During the celebration ceremony, Chief Executive (CE) of Centre of Military (CEMILAC) handed over the ‘Release to Service Document (RSD)’ for LCA (IOC-I) aircraft to the CAS. The Hindustan Aeronautics Limited (HAL) will hand over IOC-II to IAF in August, 2011. Yet another contract has been drawn and has also been signed to procure 20 additional LCA in Final Operational Clearance (FOC) which is expected to be achieved by December, 2012. (India 2010)            Table 1.2

The budget allocation for the air force has been increased from 24% of the military budget to 28% that is why in the graph above taken from the Annual Report of the MOD India shows that a significant increase is shown in the years between 2008- 2012. Since the expenditure amount is given in Indian rupees the dollar amount for the 2011- 2012 after applying the current exchange rate stands at approximately $10.1 billion.

Indian Air Force (IAF) is contemplating between F-16s, F-18s, Raphael, Euro fighter, SAAB Gripen, or the MiG-35 as mentioned above, to replace its aging fleet of MiG-21s.
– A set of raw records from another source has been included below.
//! Keyword extraction
//!
//! Tags the note, keeps noun/adjective candidates, ranks them on a
//! co-occurrence graph and optionally merges ranked neighbours into phrases.

use super::combination::{find_combinations, merge_phrases, CombinationEntry};
use crate::errors::Result;
use crate::graph::builder::GraphBuilder;
use crate::graph::csr::CsrGraph;
use crate::nlp::distance::NgramDistance;
use crate::nlp::stopwords::StopwordFilter;
use crate::nlp::tokenizer::Tokenizer;
use crate::nlp::traits::{Lemmatizer, PosTagger, TagScheme, WordDistance};
use crate::pagerank::standard::TextRankScorer;
use crate::types::{Keyword, KeywordConfig, TaggedToken};
use rayon::prelude::*;
use rustc_hash::FxHashSet;
use tracing::{debug, info_span};

/// Result of keyword extraction with convergence information
#[derive(Debug, Clone, Default)]
pub struct ExtractionResult {
    /// Ranked keywords, best first
    pub keywords: Vec<Keyword>,
    /// Whether the scorer converged
    pub converged: bool,
    /// Number of scorer iterations
    pub iterations: usize,
}

impl ExtractionResult {
    /// Display strings of the keywords, best first
    pub fn texts(&self) -> Vec<String> {
        self.keywords.iter().map(|k| k.text.clone()).collect()
    }
}

/// Extracts ranked keywords from a note
#[derive(Debug, Clone)]
pub struct KeywordExtractor<N = Tokenizer, D = NgramDistance> {
    config: KeywordConfig,
    nlp: N,
    distance: D,
    stopwords: StopwordFilter,
}

impl Default for KeywordExtractor {
    fn default() -> Self {
        Self::new()
    }
}

impl KeywordExtractor {
    /// Create an extractor with the default config and collaborators
    pub fn new() -> Self {
        Self::with_config(KeywordConfig::default())
    }

    /// Create with custom config
    pub fn with_config(config: KeywordConfig) -> Self {
        Self::with_collaborators(config, Tokenizer::new(), NgramDistance::new())
    }

    /// Create with custom config, rejecting invalid settings
    pub fn try_new(config: KeywordConfig) -> Result<Self> {
        config.validate()?;
        Ok(Self::with_config(config))
    }
}

impl<N, D> KeywordExtractor<N, D>
where
    N: PosTagger + Lemmatizer,
    D: WordDistance,
{
    /// Create with custom config and host-provided collaborators
    pub fn with_collaborators(config: KeywordConfig, nlp: N, distance: D) -> Self {
        let stopwords = StopwordFilter::with_extra(&config.language, &config.stopwords);
        Self {
            config,
            nlp,
            distance,
            stopwords,
        }
    }

    /// Replace the stopword filter
    pub fn with_stopword_filter(mut self, stopwords: StopwordFilter) -> Self {
        self.stopwords = stopwords;
        self
    }

    /// Get the active config
    pub fn config(&self) -> &KeywordConfig {
        &self.config
    }

    /// Extract keyword display strings, best first
    pub fn extract(&self, text: &str) -> Vec<String> {
        self.extract_with_info(text).texts()
    }

    /// Extract keywords with scores and convergence information
    pub fn extract_with_info(&self, text: &str) -> ExtractionResult {
        let _span = info_span!("extract_keywords", chars = text.len()).entered();

        let tokens = self.nlp.tag(text, TagScheme::LexicalClass);
        let entries: Vec<CombinationEntry> = tokens
            .iter()
            .map(|token| CombinationEntry::new(token.pos, self.candidate_lemma(token)))
            .collect();
        let candidates: Vec<&str> = entries.iter().filter_map(|e| e.lemma.as_deref()).collect();

        debug!(
            tokens = tokens.len(),
            candidates = candidates.len(),
            "selected keyword candidates"
        );

        if candidates.is_empty() {
            return ExtractionResult {
                keywords: Vec::new(),
                converged: true,
                iterations: 0,
            };
        }

        let builder = GraphBuilder::keyword_graph(
            &candidates,
            self.config.window_size,
            self.config.biased,
            &self.distance,
            self.config.edge_threshold,
        );
        let graph = CsrGraph::from_builder(&builder);
        let pagerank = TextRankScorer::from_config(&self.config.rank).run(&graph);

        let top = pagerank.top_n(self.config.top_n);
        let top_lemmas: Vec<&str> = top.iter().map(|&(id, _)| graph.lemma(id)).collect();

        let displays = if self.config.use_post_processing {
            merge_phrases(&top_lemmas, &find_combinations(&entries))
        } else {
            top_lemmas.iter().map(|l| l.to_string()).collect()
        };

        // Merged phrases repeat for each of their words; keep the first
        let mut seen = FxHashSet::default();
        let keywords: Vec<Keyword> = displays
            .into_iter()
            .zip(top.iter())
            .filter(|(display, _)| seen.insert(display.clone()))
            .enumerate()
            .map(|(i, (display, &(id, score)))| Keyword {
                text: display,
                lemma: graph.lemma(id).to_string(),
                score,
                rank: i + 1,
            })
            .collect();

        ExtractionResult {
            keywords,
            converged: pagerank.converged,
            iterations: pagerank.iterations,
        }
    }

    /// The candidate lemma of a token, or `None` if it cannot be a keyword
    fn candidate_lemma(&self, token: &TaggedToken) -> Option<String> {
        if !token.pos.is_keyword_class()
            || token.text.chars().count() < self.config.min_token_length
            || self.stopwords.is_stopword(&token.text)
        {
            return None;
        }

        let lemma = self.nlp.lemmatize(&token.text)?.to_lowercase();
        if lemma.is_empty() || self.stopwords.is_stopword(&lemma) {
            return None;
        }
        Some(lemma)
    }
}

impl<N, D> KeywordExtractor<N, D>
where
    N: PosTagger + Lemmatizer + Sync,
    D: WordDistance + Sync,
{
    /// Extract keywords from many notes in parallel
    pub fn extract_batch(&self, texts: &[&str]) -> Vec<Vec<String>> {
        texts.par_iter().map(|text| self.extract(text)).collect()
    }
}

/// Extract keywords with the default collaborators
pub fn extract_keywords(
    text: &str,
    number_of_keywords: usize,
    biased: bool,
    use_post_processing: bool,
) -> Vec<String> {
    let config = KeywordConfig::default()
        .with_top_n(number_of_keywords)
        .with_biased(biased)
        .with_post_processing(use_post_processing);
    KeywordExtractor::with_config(config).extract(text)
}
In the bid to buy new aircraft for the replacement of the MiG-21s, the IAF has issued a tender for $10.4 billion and it is regarded as “the mother of all defence deals.” (Aerospace 19 2011) Recently report have come in that the same tender worth $10.4 billion will be revised to a $20 billion to acquire not 126 but a whopping 189 aircrafts in the near future and the Times of India stated that “The "mother" could well become the "granny" of all defence deals in the years ahead.” (Pandit, Biggest deal: IAF may buy 189 jets for $20bn 2011)

The IAF is not only revamping its aircraft fleet but is also modifying its Radar systems. 15 Low Level Light Weight Radars (LLLWR) are being purchased from Israel. Out of the total of 15, so far 09 have already been inducted and because of their induction all the leaks have been plugged in the tier-I of the Air Defence network. Apart from acquisition from abroad, Central Acquisition Radars (CAR) have been developed domestically by the Laser Research Development Establishment in cooperation with M/s Bharat Electronics Limited. (India 2010)                

Diagram 1.3

Indian Air Bases

Source: www.scramble.nl/mil/2/india/iaf-eac-orbat

As mentioned in the section of the Indian Army expansion plans, the Indian military is acquiring around 1000 new helicopters which are going to be divided amongst all the armed services. Among those 1000 helicopters to strengthen  the IAF’s fleet of Russian Mi-35 and Mi-25 combat helicopters, the IAF is planning to acquire 22 attack helicopters for which Boeing’s Apache 64-D and Russian Mi-28 are the contenders. "Trials for the tender have been completed and the report has been submitted with the Air Headquarters and the deal would be signed in the near future," the official said. (Aerospace 19 2011) The IAF on the verge of completing its trial runs for the procurement of “15 heavy-lift helicopters to replace the fleet of Russian-origin Mi-26. Russian Mi-26 and the Boeing twin-rotor Chinook 47D are in the race for the tender”. (Aerospace 19 2011)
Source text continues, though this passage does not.